▶ Work order:
From the first line to the last, copy the material exactly.

"""

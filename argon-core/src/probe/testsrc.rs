//! Synthetic test source entries

use std::collections::{BTreeSet, HashMap};

use ffmpeg_next::codec;
use tracing::debug;

use crate::capture::testsrc::{TEST_DIM, TEST_FRAMERATE, TEST_PIXFMT};
use crate::types::{
    FrameSpec, VideoFormatExt, VideoOrientation, VideoScale, VideoSourceKind, VideoSourceProps,
    VideoTrans,
};

/// Two entries: the plain pattern and a 16:9-letterboxed variant that
/// exercises the rotation filters.
pub(crate) fn detect_test_sources() -> HashMap<String, VideoSourceProps> {
    debug!("test video source detection started");

    let format = VideoFormatExt {
        codec: codec::Id::RAWVIDEO,
        pixfmt: TEST_PIXFMT,
        frame_specs: vec![FrameSpec {
            dim: TEST_DIM,
            framerates: BTreeSet::from([TEST_FRAMERATE]),
        }],
    };

    let mut map = HashMap::new();

    let plain = VideoSourceProps {
        kind: VideoSourceKind::Test,
        name: "test".to_string(),
        friendly_name: "Test".to_string(),
        orientation: TEST_DIM.orientation(),
        formats: vec![format.clone()],
        ..Default::default()
    };
    debug!("test source found: {}", plain.name);
    map.insert(plain.name.clone(), plain);

    let rotate = VideoSourceProps {
        kind: VideoSourceKind::Test,
        name: "test-rotate".to_string(),
        friendly_name: "Test, auto rotate".to_string(),
        orientation: VideoOrientation::Landscape,
        trans: VideoTrans::Frame169,
        scale: VideoScale::Off,
        formats: vec![format],
        ..Default::default()
    };
    debug!("test source found: {}", rotate.name);
    map.insert(rotate.name.clone(), rotate);

    debug!("test video source detection completed");
    map
}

"""

▶ Final answer:
filename argon-core/src/probe/testsrc.rs
//! Synthetic test source entries

use std::collections::{BTreeSet, HashMap};

use ffmpeg_next::codec;
use tracing::debug;

use crate::capture::testsrc::{TEST_DIM, TEST_FRAMERATE, TEST_PIXFMT};
use crate::types::{
    FrameSpec, VideoFormatExt, VideoOrientation, VideoScale, VideoSourceKind, VideoSourceProps,
    VideoTrans,
};

/// Two entries: the plain pattern and a 16:9-letterboxed variant that
/// exercises the rotation filters.
pub(crate) fn detect_test_sources() -> HashMap<String, VideoSourceProps> {
    debug!("test video source detection started");

    let format = VideoFormatExt {
        codec: codec::Id::RAWVIDEO,
        pixfmt: TEST_PIXFMT,
        frame_specs: vec![FrameSpec {
            dim: TEST_DIM,
            framerates: BTreeSet::from([TEST_FRAMERATE]),
        }],
    };

    let mut map = HashMap::new();

    let plain = VideoSourceProps {
        kind: VideoSourceKind::Test,
        name: "test".to_string(),
        friendly_name: "Test".to_string(),
        orientation: TEST_DIM.orientation(),
        formats: vec![format.clone()],
        ..Default::default()
    };
    debug!("test source found: {}", plain.name);
    map.insert(plain.name.clone(), plain);

    let rotate = VideoSourceProps {
        kind: VideoSourceKind::Test,
        name: "test-rotate".to_string(),
        friendly_name: "Test, auto rotate".to_string(),
        orientation: VideoOrientation::Landscape,
        trans: VideoTrans::Frame169,
        scale: VideoScale::Off,
        formats: vec![format],
        ..Default::default()
    };
    debug!("test source found: {}", rotate.name);
    map.insert(rotate.name.clone(), rotate);

    debug!("test video source detection completed");
    map
}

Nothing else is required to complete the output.